Oh totally. In my case I decided transitioning was unethical so I spent over 13 years willfully avoiding the "am I trans?" question. I convinced myself my dysphoria was just regular depression combined with sexual perversity. Some take it to the grave.
Based on:
if you decide "maybe I am trans" you will be more likely to undergo such medical procedures than you would ever be if you decided "maybe I like cosplay" and hung out with that community.
I got the impression you maybe had a stronger opinion on "social contagion". I.e. society should downplay/discourage the social aspects of transition to reduce the risk that cis people who just want community end up transitioning medically. I would really like to talk to a cis person who has a sincere steelman for the social contagion hypothesis.
yeah, so we're totally agreed on the logical structure here! Like you said, it's a tautology that asking "am I trans?" is a necessary condition for medical transition.

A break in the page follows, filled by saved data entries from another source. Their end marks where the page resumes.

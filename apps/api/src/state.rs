use std::sync::Arc;

use crate::config::Config;
use crate::intake::decode::FileDecoder;

/// Shared application state injected into all route handlers via Axum extractors.
#[derive(Clone)]
pub struct AppState {
    pub config: Config,
    /// Pluggable file decoder. Default: `StandardDecoder` (TXT/PDF/DOCX).
    pub decoder: Arc<dyn FileDecoder>,
}
//! Whitespace and control-character normalization.
//!
//! Every component downstream of intake operates on "clean text": no control
//! characters, single-space word separation, no leading/trailing whitespace.

use lazy_static::lazy_static;
use regex::Regex;

lazy_static! {
    /// CR, VT, FF, and NBSP become plain spaces before the collapse pass.
    static ref CONTROL_CHARS: Regex = Regex::new(r"[\r\x0B\x0C\u{00A0}]").unwrap();
    static ref WHITESPACE_RUN: Regex = Regex::new(r"\s+").unwrap();
}

/// Collapses all whitespace (including newlines) to single spaces and trims.
/// Idempotent; empty input yields an empty string and never errors.
pub fn normalize(text: &str) -> String {
    if text.is_empty() {
        return String::new();
    }
    let replaced = CONTROL_CHARS.replace_all(text, " ");
    let collapsed = WHITESPACE_RUN.replace_all(&replaced, " ");
    collapsed.trim().to_string()
}

#[cfg(test)]
mod tests {
    use super::*;

    #[test]
    fn test_empty_input_yields_empty_output() {
        assert_eq!(normalize(""), "");
    }

    #[test]
    fn test_whitespace_only_yields_empty_output() {
        assert_eq!(normalize("  \n\t  "), "");
    }

    #[test]
    fn test_newline_runs_collapse_to_single_space() {
        assert_eq!(normalize("a\r\n\nb"), "a b");
    }

    #[test]
    fn test_control_characters_become_spaces() {
        assert_eq!(normalize("a\x0Cb\x0Bc\rd"), "a b c d");
    }

    #[test]
    fn test_non_breaking_space_becomes_space() {
        assert_eq!(normalize("a\u{00A0}b"), "a b");
    }

    #[test]
    fn test_interior_runs_collapse() {
        assert_eq!(normalize("Senior   Software \t Engineer"), "Senior Software Engineer");
    }

    #[test]
    fn test_leading_and_trailing_whitespace_trimmed() {
        assert_eq!(normalize("  hello world  "), "hello world");
    }

    #[test]
    fn test_normalize_is_idempotent() {
        let samples = [
            "",
            "plain",
            "a\r\n\nb",
            "  mixed \u{00A0} whitespace \x0C here  ",
            "Job Title: Senior Engineer\nLocation: Remote",
        ];
        for s in samples {
            let once = normalize(s);
            assert_eq!(normalize(&once), once, "not idempotent for {s:?}");
        }
    }
}
//! Fixed vocabularies and limits.
//!
//! The verb/term/stopword lists are not consulted by the extractor; they are
//! served to clients via `GET /api/v1/rules` together with the enforcement
//! flags, ahead of the deferred scoring phase.

pub const ALLOWED_EXTENSIONS: &[&str] = &[".pdf", ".docx", ".txt"];

pub const APPROVED_ACTION_VERBS: &[&str] = &[
    "achieved",
    "analyzed",
    "architected",
    "automated",
    "built",
    "collaborated",
    "conducted",
    "created",
    "delivered",
    "designed",
    "developed",
    "drove",
    "enhanced",
    "engineered",
    "executed",
    "expanded",
    "implemented",
    "improved",
    "launched",
    "led",
    "managed",
    "optimized",
    "orchestrated",
    "organized",
    "owned",
    "piloted",
    "planned",
    "reduced",
    "resolved",
    "shipped",
    "streamlined",
    "spearheaded",
    "supported",
    "transformed",
];

pub const BANNED_TERMS: &[&str] = &[
    "guru",
    "rockstar",
    "ninja",
    "wizard",
    "synergy",
    "best-in-class",
    "world-class",
    "wheelhouse",
    "leverage (as noun)",
    "game changer",
    "out-of-the-box thinker",
];

pub const STOPWORDS: &[&str] = &[
    "a", "an", "the", "and", "or", "but", "if", "in", "on", "for", "with", "to", "of", "at", "by",
    "from", "as", "is", "are", "was", "were", "be", "been", "being",
];
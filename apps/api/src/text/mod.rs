// Text utilities shared by validation, decoding, and JD structuring.
// Pure string processing: no I/O, no shared state, never fails.

pub mod normalize;
pub mod tokens;

pub use normalize::normalize;
pub use tokens::{count_words, extract_email, extract_phone, tokenize, top_tokens};
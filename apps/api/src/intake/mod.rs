// Intake pipeline: upload/paste -> decode -> validate.
// Decoding is a collaborator behind the FileDecoder trait; validation and
// the HTTP handlers are the gate in front of the JD structurer.

pub mod decode;
pub mod handlers;
pub mod validation;
//! Rule-based job-description structurer.
//!
//! Segments loosely-structured JD text into semantic fields via heading
//! detection, regex matching, and list-item normalization. Deterministic and
//! total: every field falls back to an empty or sentinel value, so any input
//! string (including empty) produces a fully-populated record in one pass.

use lazy_static::lazy_static;
use regex::Regex;
use serde::{Deserialize, Serialize};

use crate::text::{extract_email, extract_phone, normalize, top_tokens};

/// Placed in `diversity_statement` when no diversity/EO phrase is found.
/// Distinguishes "absent" from "present but blank".
pub const NO_DIVERSITY_STATEMENT: &str = "Not present in the JD.";

/// Placed in `recruiter_info` when neither an email nor a phone is found.
pub const NO_RECRUITER_INFO: &str = "Not provided.";

/// Soft-skill indicator substrings, matched against lowercased lines.
const SOFT_SKILL_TERMS: &[&str] = &[
    "communication",
    "team",
    "leadership",
    "ownership",
    "collaborat",
    "initiative",
    "adaptability",
    "problem-solving",
    "critical thinking",
];

lazy_static! {
    static ref LINE_SPLIT: Regex = Regex::new(r"\n+").unwrap();
    static ref PARAGRAPH_SPLIT: Regex = Regex::new(r"\n\s*\n").unwrap();

    // Single-line labeled fields.
    static ref JOB_TITLE: Regex = Regex::new(r"(?i)job\s*title\s*:\s*(.+)").unwrap();
    static ref COMPANY: Regex = Regex::new(r"(?i)company\s*:\s*(.+)").unwrap();
    static ref LOCATION: Regex = Regex::new(r"(?i)location\s*:\s*(.+)").unwrap();
    static ref WORK_TYPE: Regex =
        Regex::new(r"(?i)(work|employment)\s*type\s*:\s*(.+)").unwrap();
    static ref EXPERIENCE: Regex =
        Regex::new(r"(?i)(\d+\+?\s*(?:years|yrs).+experience)").unwrap();
    static ref EDUCATION: Regex =
        Regex::new(r"(?i)(bachelor|master|phd|degree|b\.tech|bsc|msc)[^\n]+").unwrap();
    static ref DIVERSITY: Regex =
        Regex::new(r"(?i)(equal opportunity|diversity|inclusive|inclusion)[^\n]+").unwrap();

    // Section headings. Substring search, not anchored to line start.
    static ref OVERVIEW_HEADINGS: Vec<Regex> = compile_headings(&[
        r"about\s+us",
        r"about\s+the\s+company",
    ]);
    static ref RESPONSIBILITY_HEADINGS: Vec<Regex> = compile_headings(&[
        r"responsibilit",
        r"what\s+you\s+will\s+do",
        r"duties",
    ]);
    static ref REQUIRED_HEADINGS: Vec<Regex> = compile_headings(&[
        r"required\s+skills",
        r"requirements",
        r"must\s+have",
    ]);
    static ref PREFERRED_HEADINGS: Vec<Regex> = compile_headings(&[
        r"preferred\s+skills",
        r"nice\s+to\s+have",
        r"bonus",
    ]);

    // List-item markers: hyphen, bullet, asterisk, or leading digits/periods.
    static ref LIST_MARKER: Regex = Regex::new(r"^[-•*\d]").unwrap();
    static ref LIST_MARKER_STRIP: Regex = Regex::new(r"^[-•*\d.\s]+").unwrap();
    static ref SKILL_DELIMITER: Regex = Regex::new(r"[,;]\s*").unwrap();
}

fn compile_headings(patterns: &[&str]) -> Vec<Regex> {
    patterns
        .iter()
        .map(|p| Regex::new(&format!("(?i){p}")).unwrap())
        .collect()
}

/// Structured representation of a job description. Built once per
/// extraction; absent fields stay empty (or carry their sentinel).
#[derive(Debug, Clone, PartialEq, Serialize, Deserialize)]
pub struct StructuredJobDescription {
    pub job_title: String,
    pub company_name: String,
    pub location: String,
    pub work_type: String,
    pub experience_required: String,
    pub company_overview: String,
    pub role_summary: String,
    pub key_responsibilities: Vec<String>,
    pub required_skills: Vec<String>,
    pub preferred_skills: Vec<String>,
    pub education: String,
    pub soft_skills: Vec<String>,
    pub diversity_statement: String,
    pub recruiter_info: String,
    pub keywords_for_ats: Vec<String>,
}

impl Default for StructuredJobDescription {
    fn default() -> Self {
        Self {
            job_title: String::new(),
            company_name: String::new(),
            location: String::new(),
            work_type: String::new(),
            experience_required: String::new(),
            company_overview: String::new(),
            role_summary: String::new(),
            key_responsibilities: Vec::new(),
            required_skills: Vec::new(),
            preferred_skills: Vec::new(),
            education: String::new(),
            soft_skills: Vec::new(),
            diversity_statement: NO_DIVERSITY_STATEMENT.to_string(),
            recruiter_info: String::new(),
            keywords_for_ats: Vec::new(),
        }
    }
}

/// Extracts all sections from raw JD text. Never fails; unmatched fields
/// keep their empty/sentinel defaults.
pub fn extract_sections(raw_text: &str) -> StructuredJobDescription {
    let cleaned_text = normalize(raw_text);
    let lines: Vec<String> = LINE_SPLIT
        .split(raw_text)
        .map(str::trim)
        .filter(|line| !line.is_empty())
        .map(str::to_string)
        .collect();
    let paragraphs: Vec<String> = PARAGRAPH_SPLIT
        .split(raw_text)
        .map(str::trim)
        .filter(|para| !para.is_empty())
        .map(str::to_string)
        .collect();

    let mut structured = StructuredJobDescription::default();

    if let Some(caps) = JOB_TITLE.captures(raw_text) {
        structured.job_title = normalize(&caps[1]);
    } else if let Some(first) = lines.first() {
        structured.job_title = first.clone();
    }

    if let Some(caps) = COMPANY.captures(raw_text) {
        structured.company_name = normalize(&caps[1]);
    }

    if let Some(caps) = LOCATION.captures(raw_text) {
        structured.location = normalize(&caps[1]);
    }

    if let Some(caps) = WORK_TYPE.captures(raw_text) {
        structured.work_type = normalize(&caps[2]);
    }

    if let Some(caps) = EXPERIENCE.captures(raw_text) {
        structured.experience_required = normalize(&caps[1]);
    }

    if let Some(idx) = find_heading(&lines, &OVERVIEW_HEADINGS) {
        let overview = collect_after_heading(&lines, idx);
        structured.company_overview = overview
            .into_iter()
            .take(3)
            .collect::<Vec<_>>()
            .join(" ");
    }

    if paragraphs.len() > 1 {
        structured.role_summary = paragraphs[1].clone();
    }

    if let Some(idx) = find_heading(&lines, &RESPONSIBILITY_HEADINGS) {
        structured.key_responsibilities = collect_after_heading(&lines, idx);
    }

    if let Some(idx) = find_heading(&lines, &REQUIRED_HEADINGS) {
        structured.required_skills = split_skill_items(&collect_after_heading(&lines, idx));
    }

    if let Some(idx) = find_heading(&lines, &PREFERRED_HEADINGS) {
        structured.preferred_skills = split_skill_items(&collect_after_heading(&lines, idx));
    }

    if let Some(m) = EDUCATION.find(raw_text) {
        structured.education = normalize(m.as_str());
    }

    structured.soft_skills = lines
        .iter()
        .filter(|line| {
            let lowered = line.to_lowercase();
            SOFT_SKILL_TERMS.iter().any(|term| lowered.contains(term))
        })
        .cloned()
        .collect();

    if let Some(m) = DIVERSITY.find(raw_text) {
        structured.diversity_statement = normalize(m.as_str());
    }

    let mut contact_parts = Vec::new();
    if let Some(email) = extract_email(raw_text) {
        contact_parts.push(format!("Email: {email}"));
    }
    if let Some(phone) = extract_phone(raw_text) {
        contact_parts.push(format!("Phone: {phone}"));
    }
    structured.recruiter_info = if contact_parts.is_empty() {
        NO_RECRUITER_INFO.to_string()
    } else {
        contact_parts.join(" | ")
    };

    structured.keywords_for_ats = top_tokens(&cleaned_text, 25);

    structured
}

/// Index of the first line matched by any of the heading patterns.
fn find_heading(lines: &[String], patterns: &[Regex]) -> Option<usize> {
    lines
        .iter()
        .position(|line| patterns.iter().any(|p| p.is_match(line)))
}

/// Gathers the lines following a heading, stripping list markers. Stops at
/// the first blank entry; `lines` as built here contains none, so in
/// practice collection runs until the end of the document.
fn collect_after_heading(lines: &[String], start_idx: usize) -> Vec<String> {
    let mut collected = Vec::new();
    for line in lines.iter().skip(start_idx + 1) {
        let trimmed = line.trim();
        if trimmed.is_empty() {
            break;
        }
        if LIST_MARKER.is_match(trimmed) {
            collected.push(LIST_MARKER_STRIP.replace(trimmed, "").to_string());
        } else {
            collected.push(trimmed.to_string());
        }
    }
    collected
}

/// Splits collected skill lines on commas/semicolons into individual skills.
fn split_skill_items(items: &[String]) -> Vec<String> {
    let mut skills = Vec::new();
    for item in items {
        for part in SKILL_DELIMITER.split(item) {
            let part = part.trim();
            if !part.is_empty() {
                skills.push(part.to_string());
            }
        }
    }
    skills
}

When I say causative I mean "you/me predicts we could show statistically significant "causation" using a study like the one I described above".
I don't mean logically causative (Hume's problem of induction and all that). I'm an anti-realist.
So yeah, the real question here is, how strong as the "causation"? At the margin, does a nominally cis person joining the trans community become significantly more likely to medically transition?
I am fascinated by this question, and I almost never get to talk about it, let alone with thoughtful cis people. So thank you for indulging me. I would love to hear more of your thoughts on the issue. Like could you put a number on it? How much of the variation in medical transition status can be explained by social factors?
I'm happy to share my answer as well. But being trans myself I'm probably working off very different data, and I have strong beliefs on this (I've thought about it a lot) so I think there is more risk of an anchoring effect if I go first.
The crux of my question is this:
To what degree do you think simply asking "am I trans?" actually causes someone to be more likely to medically transition?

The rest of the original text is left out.